# Your instructions:
Keep each line of the material that includes "width", and leave out the rest.

START Information

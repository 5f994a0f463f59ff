//! Bridge between `PixelData` and the `image` crate for the codecs it decodes
//! (JPEG, PNG, TIFF, OpenEXR).
//!
//! Bytes always go through `FileIO` so the read backend setting applies to
//! these formats too. The `image` crate stores rows top first, so decoded
//! buffers carry `mirror.y` and encoders are fed top-first rows.

use std::io::Cursor;
use std::path::Path;

use image::{ColorType, DynamicImage, ImageBuffer, ImageDecoder, ImageError, ImageFormat};
use log::debug;

use crate::core::file_io::{FileIO, FileMode, ReadBackend};
use crate::entities::{
    Attrs, FileInfo, Image, Mirror, Pixel, PixelData, PixelDataInfo, PixelFormat, PixelType,
};
use crate::io::error::{IoError, IoResult};
use crate::io::{apply_proxy, check_layer, FrameInfo, ImageIoInfo};

/// Map a decode-side `image` error.
pub(crate) fn decode_error(plugin: &'static str, path: &Path, e: ImageError) -> IoError {
    match e {
        ImageError::Unsupported(u) => IoError::unsupported(plugin, path, u.to_string()),
        ImageError::IoError(io) => {
            IoError::read(plugin, path, "error reading file").with_source(io)
        }
        other => IoError::read(plugin, path, other.to_string()),
    }
}

/// Map an encode-side `image` error.
pub(crate) fn encode_error(plugin: &'static str, path: &Path, e: ImageError) -> IoError {
    match e {
        ImageError::Unsupported(u) => IoError::unsupported(plugin, path, u.to_string()),
        ImageError::IoError(io) => {
            IoError::write(plugin, path, "error writing file").with_source(io)
        }
        other => IoError::write(plugin, path, other.to_string()),
    }
}

/// Pixel layout the `image` crate reports for a color type.
pub(crate) fn pixel_for(color: ColorType) -> Pixel {
    match color {
        ColorType::L8 => Pixel::L_U8,
        ColorType::La8 => Pixel::LA_U8,
        ColorType::Rgb8 => Pixel::RGB_U8,
        ColorType::Rgba8 => Pixel::RGBA_U8,
        ColorType::L16 => Pixel::L_U16,
        ColorType::La16 => Pixel::new(PixelFormat::LA, PixelType::U16),
        ColorType::Rgb16 => Pixel::RGB_U16,
        ColorType::Rgba16 => Pixel::RGBA_U16,
        ColorType::Rgb32F => Pixel::new(PixelFormat::Rgb, PixelType::F32),
        ColorType::Rgba32F => Pixel::RGBA_F32,
        _ => Pixel::RGBA_U8,
    }
}

/// Decoded `image` buffer → top-first `PixelData`.
pub(crate) fn from_dynamic(img: DynamicImage) -> PixelData {
    let (w, h) = (img.width() as usize, img.height() as usize);
    let (pixel, bytes): (Pixel, Vec<u8>) = match img {
        DynamicImage::ImageLuma8(b) => (Pixel::L_U8, b.into_raw()),
        DynamicImage::ImageLumaA8(b) => (Pixel::LA_U8, b.into_raw()),
        DynamicImage::ImageRgb8(b) => (Pixel::RGB_U8, b.into_raw()),
        DynamicImage::ImageRgba8(b) => (Pixel::RGBA_U8, b.into_raw()),
        DynamicImage::ImageLuma16(b) => (Pixel::L_U16, bytemuck::cast_slice(b.as_raw()).to_vec()),
        DynamicImage::ImageLumaA16(b) => (
            Pixel::new(PixelFormat::LA, PixelType::U16),
            bytemuck::cast_slice(b.as_raw()).to_vec(),
        ),
        DynamicImage::ImageRgb16(b) => (Pixel::RGB_U16, bytemuck::cast_slice(b.as_raw()).to_vec()),
        DynamicImage::ImageRgba16(b) => (Pixel::RGBA_U16, bytemuck::cast_slice(b.as_raw()).to_vec()),
        DynamicImage::ImageRgb32F(b) => (
            Pixel::new(PixelFormat::Rgb, PixelType::F32),
            bytemuck::cast_slice(b.as_raw()).to_vec(),
        ),
        DynamicImage::ImageRgba32F(b) => {
            (Pixel::RGBA_F32, bytemuck::cast_slice(b.as_raw()).to_vec())
        }
        other => (Pixel::RGBA_U8, other.to_rgba8().into_raw()),
    };
    let info = PixelDataInfo::new(w, h, pixel).with_mirror(Mirror::Y);
    // Length always matches: the buffer came from an image of the same shape.
    PixelData::from_bytes(info.clone(), bytes).unwrap_or_else(|| PixelData::new(info))
}

/// Top-first `PixelData` → `image` buffer. `pixels` must already be in a
/// layout the target encoder accepts (F16 is not representable).
pub(crate) fn to_dynamic(pixels: &PixelData) -> Option<DynamicImage> {
    let (w, h) = (pixels.width() as u32, pixels.height() as u32);
    let bytes = pixels.data();
    let u16s = || bytemuck::pod_collect_to_vec::<u8, u16>(bytes);
    let f32s = || bytemuck::pod_collect_to_vec::<u8, f32>(bytes);
    let pixel = pixels.pixel();
    Some(match (pixel.format, pixel.ty) {
        (PixelFormat::L, PixelType::U8) => DynamicImage::ImageLuma8(ImageBuffer::from_raw(w, h, bytes.to_vec())?),
        (PixelFormat::LA, PixelType::U8) => DynamicImage::ImageLumaA8(ImageBuffer::from_raw(w, h, bytes.to_vec())?),
        (PixelFormat::Rgb, PixelType::U8) => DynamicImage::ImageRgb8(ImageBuffer::from_raw(w, h, bytes.to_vec())?),
        (PixelFormat::Rgba, PixelType::U8) => DynamicImage::ImageRgba8(ImageBuffer::from_raw(w, h, bytes.to_vec())?),
        (PixelFormat::L, PixelType::U16) => DynamicImage::ImageLuma16(ImageBuffer::from_raw(w, h, u16s())?),
        (PixelFormat::LA, PixelType::U16) => DynamicImage::ImageLumaA16(ImageBuffer::from_raw(w, h, u16s())?),
        (PixelFormat::Rgb, PixelType::U16) => DynamicImage::ImageRgb16(ImageBuffer::from_raw(w, h, u16s())?),
        (PixelFormat::Rgba, PixelType::U16) => DynamicImage::ImageRgba16(ImageBuffer::from_raw(w, h, u16s())?),
        (PixelFormat::Rgb, PixelType::F32) => DynamicImage::ImageRgb32F(ImageBuffer::from_raw(w, h, f32s())?),
        (PixelFormat::Rgba, PixelType::F32) => DynamicImage::ImageRgba32F(ImageBuffer::from_raw(w, h, f32s())?),
        _ => return None,
    })
}

/// Read a whole file through `FileIO`.
pub(crate) fn read_file(path: &Path, backend: ReadBackend) -> IoResult<Vec<u8>> {
    let mut io = FileIO::new();
    io.open_with(path, FileMode::Read, backend)?;
    io.read_ahead();
    Ok(io.tail()?.into_owned())
}

/// Write a whole file through `FileIO`.
pub(crate) fn write_file(path: &Path, bytes: &[u8]) -> IoResult<()> {
    let mut io = FileIO::new();
    io.open(path, FileMode::Write)?;
    io.set(bytes, 1)?;
    io.close()
}

/// Shared loader for formats the `image` crate decodes
#[derive(Debug)]
pub(crate) struct RasterLoad {
    plugin: &'static str,
    format: ImageFormat,
    backend: ReadBackend,
    /// Extracts tags from the raw file bytes
    tags: fn(&[u8]) -> Attrs,
    file: Option<FileInfo>,
}

fn no_tags(_: &[u8]) -> Attrs {
    Attrs::new()
}

impl RasterLoad {
    pub(crate) fn new(plugin: &'static str, format: ImageFormat, backend: ReadBackend) -> Self {
        Self { plugin, format, backend, tags: no_tags, file: None }
    }

    pub(crate) fn with_tags(mut self, tags: fn(&[u8]) -> Attrs) -> Self {
        self.tags = tags;
        self
    }

    pub(crate) fn open(&mut self, file: &FileInfo) -> IoResult<ImageIoInfo> {
        let path = file.file_name(-1);
        let bytes = read_file(&path, self.backend).map_err(|e| e.relabel(self.plugin))?;
        let decoder = image::ImageReader::with_format(Cursor::new(bytes.as_slice()), self.format)
            .into_decoder()
            .map_err(|e| decode_error(self.plugin, &path, e))?;
        let (w, h) = decoder.dimensions();
        let pixel = pixel_for(decoder.color_type());

        let mut info = ImageIoInfo::new(
            PixelDataInfo::new(w as usize, h as usize, pixel).with_mirror(Mirror::Y),
        );
        info.file_name = path;
        info.tags = (self.tags)(&bytes);
        if file.is_sequence() {
            info.sequence = file.sequence().clone();
        }
        self.file = Some(file.clone());
        Ok(info)
    }

    pub(crate) fn read(&mut self, frame: &FrameInfo) -> IoResult<Image> {
        let file = self
            .file
            .as_ref()
            .ok_or_else(|| IoError::read(self.plugin, "", "loader not open"))?;
        let path = file.file_name(frame.frame);
        check_layer(self.plugin, &path, frame, 1)?;

        let bytes = read_file(&path, self.backend).map_err(|e| e.relabel(self.plugin))?;
        let img = image::load_from_memory_with_format(&bytes, self.format)
            .map_err(|e| decode_error(self.plugin, &path, e))?;
        let pixels = from_dynamic(img);
        debug!(
            "{} read {} ({}x{} {})",
            self.plugin,
            path.display(),
            pixels.width(),
            pixels.height(),
            pixels.pixel()
        );
        Ok(Image::with_tags(apply_proxy(pixels, frame), (self.tags)(&bytes)))
    }

    pub(crate) fn close(&mut self) {
        self.file = None;
    }
}

/// Shared saver state: destination and the layout frames are converted to
#[derive(Debug, Default)]
pub(crate) struct RasterSave {
    pub(crate) file: Option<FileInfo>,
    pub(crate) info: PixelDataInfo,
}

impl RasterSave {
    pub(crate) fn open(&mut self, file: &FileInfo, pixel: Pixel) {
        self.file = Some(file.clone());
        self.info = PixelDataInfo::new(0, 0, pixel).with_mirror(Mirror::Y);
    }

    /// Destination path and the frame converted to the saver layout (top first).
    pub(crate) fn prepare(
        &self,
        plugin: &'static str,
        image: &Image,
        frame: &FrameInfo,
    ) -> IoResult<(std::path::PathBuf, PixelData)> {
        let file = self
            .file
            .as_ref()
            .ok_or_else(|| IoError::write(plugin, "", "saver not open"))?;
        Ok((file.file_name(frame.frame), image.pixels.convert(&self.info)))
    }

    pub(crate) fn close(&mut self) {
        self.file = None;
    }
}

#[cfg(test)]
mod tests {
    use super::*;

    #[test]
    fn test_dynamic_round_trip_u16() {
        let mut pixels = PixelData::new(
            PixelDataInfo::new(2, 2, Pixel::RGB_U16).with_mirror(Mirror::Y),
        );
        for (i, b) in pixels.data_mut().iter_mut().enumerate() {
            *b = (i * 7) as u8;
        }
        let img = to_dynamic(&pixels).unwrap();
        assert_eq!(img.color(), ColorType::Rgb16);
        assert_eq!(from_dynamic(img), pixels);
    }

    #[test]
    fn test_f16_not_representable() {
        let pixels = PixelData::new(PixelDataInfo::new(1, 1, Pixel::RGBA_F16));
        assert!(to_dynamic(&pixels).is_none());
    }
}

END Information

# Exercise response:
    let (w, h) = (img.width() as usize, img.height() as usize);
    let (w, h) = (pixels.width() as u32, pixels.height() as u32);
            pixels.width(),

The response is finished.